Two toggles will finish it off and keep it in place around the neck. In a different colour, it could easily be a fussy and feminine cowl.

This too,is for a guy. An over-the-head, stockinet cowl. Done-before- dinner type of knitting.
This little one is my own creation.
A ruffle and to come, three large buttons across the end. Done in a lovely shade of lilac in yarn that has a bit of sparkle. None of which, unfortunately, was captured by my camera.

The green one is another ribbed cowl. Depending on colour, it could be either masculine or feminine. Many of these cowls have rows of increases (the increase I used here, is easily seen) near the bottom. This means they sit more comfortably around the bottom of the neck.
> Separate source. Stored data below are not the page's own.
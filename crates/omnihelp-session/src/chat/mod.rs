//! Conversation state and the chat send flow.
//!
//! [`Transcript`] holds the append-only message sequence; [`ChatFlow`] wraps
//! it with the request lifecycle: optimistic user messages, a single query in
//! flight at a time, and error bubbles synthesized from failures.

mod flow;
mod transcript;

pub use flow::{ChatFlow, SendOutcome};
pub use transcript::{ChatMessage, MessageRole, Transcript, WELCOME_MESSAGE};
And last off the needles, this pretty, light-as-a-feather and fan cowl.
These were all such fun to make. Fast and so currently in vogue that I think I might have to make sure no neck in my family shall be cold this winter.

Monday, November 23, 2009

The Gift Made her Giggle

Today's post comes courtesy of Katie, my newly-legal niece.

You might remember that I knit her these mitts
with buttonholes in the thumbs so she can text and still keep her hands warm.
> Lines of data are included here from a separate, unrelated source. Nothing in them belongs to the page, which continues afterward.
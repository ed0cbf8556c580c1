//! Chat view: a REPL over the conversation flow.

use console::style;
use dialoguer::Input;
use dialoguer::theme::ColorfulTheme;
use omnihelp_client::HelpdeskClient;
use omnihelp_session::{ChatFlow, ChatMessage, MessageRole, SendOutcome};

/// Command that returns to the main menu.
const BACK_COMMAND: &str = "/back";

/// Runs the chat view until the user types the back command.
pub async fn run(client: &HelpdeskClient) -> anyhow::Result<()> {
    let theme = ColorfulTheme::default();
    let mut flow = ChatFlow::new();

    println!();
    for message in flow.transcript().messages() {
        render_message(message);
    }
    println!(
        "{}",
        style(format!("Type {BACK_COMMAND} to return to the menu.")).dim()
    );

    loop {
        let line: String = Input::with_theme(&theme)
            .with_prompt("You")
            .allow_empty(true)
            .interact_text()?;

        if line.trim() == BACK_COMMAND {
            break;
        }

        match flow.send(client, &line).await {
            SendOutcome::Answered { message_id } | SendOutcome::Failed { message_id } => {
                if let Some(message) = flow.transcript().message(message_id) {
                    render_message(message);
                }
                render_intent(&flow);
            }
            SendOutcome::Ignored => {}
        }
    }

    Ok(())
}

/// Renders one transcript entry.
fn render_message(message: &ChatMessage) {
    match message.role {
        MessageRole::User => {
            println!("{} {}", style("you:").cyan().bold(), message.text);
        }
        MessageRole::Assistant if message.is_error => {
            println!("{} {}", style("assistant:").red().bold(), style(&message.text).red());
        }
        MessageRole::Assistant => {
            println!("{} {}", style("assistant:").green().bold(), message.text);
            if message.has_sources() {
                println!(
                    "  {}",
                    style(format!("Sources: {}", message.sources.join(", "))).dim()
                );
            }
        }
    }
}

/// Renders the intent and routing labels from the most recent reply.
fn render_intent(flow: &ChatFlow) {
    if let Some(intent) = flow.last_intent() {
        let route = flow.last_route().unwrap_or("-");
        println!("  {}", style(format!("Intent: {intent} → {route}")).dim());
    }
}
//! Wire types for the Omni-Help backend contract.
//!
//! The backend's observed response shapes vary slightly between deployments,
//! so response types model the superset union: required fields are those
//! every variant reports, everything else is optional with serde defaults.

mod chat;
mod document;
mod health;
mod order;

pub use chat::{QueryRequest, QueryResponse};
pub use document::{DocumentDeleted, DocumentInfo, DocumentUploadResponse};
pub use health::HealthStatus;
pub use order::{OrderDraft, OrderItem, OrderRecord, OrderStatus};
Here's what Katie had to say:

those are the coolest mittens I HAVE EVER SEEN...I think you could mass market those and make a lot of money..thank you so much, that is the most thoughtful gift I received..

At first I didn't notice the little holes and I was SO confused..and then I noticed them and I was still really confused until about 2 hours later I realized it and my giggle was probably very loud

I showed them to all my friends and my friend ....... emailed her Nanny and asked her to make her a pair just like them..and my other friend ...... just cut little holes in the mittens she already had

Thank you!
Love Katie

How heartwarming is that?

Thursday, November 19, 2009

Thursdays Are For Knit Group And Survivor

Great crowds gathered at knit group today. 14 is a large number for our small group, our small town.

Pat was out today. Her foot troubles have kept her house bound for some time now so it was great to see her back at knit group. The bad foot hasn't kept her from knitting. Here's our Pat.
with another toy for the women's shelter.

Nicki, too, has been MIA for some time. Her boss just doesn't seem to grasp the concept of - Thursdays Are For Knit Group. Nicki showed off her Cowichan. For you non-Canadian readers, Cowichan sweaters were knit and made famous by the Cowichan native peoples of Vancouver Island. They were mostly natural colours, as is Nicki's.

Vera (Nicki's Mom on Vancouver Island) this picture is for you. Look at that smile.

Nicki also showed us her lovely lace scarf.
Made from very fine cotton which arrived in Nicki's hands in an 'un-liked' shade of green. Look what some Kool Aid can do to green cotton.

Bonnie's Grandaughter called and asked if Bonnie would knit something for her. She added "Each time I wear what you knit, Grandma, I'll think of you." Of course Grandma couldn't resist. She's a bit worried about the size, though.

Joanne is working on a red scarf for her daughter.
Current styling dictates that scarves be worn doubled as Joanne shows here. Joanne calculates her knitting is half done.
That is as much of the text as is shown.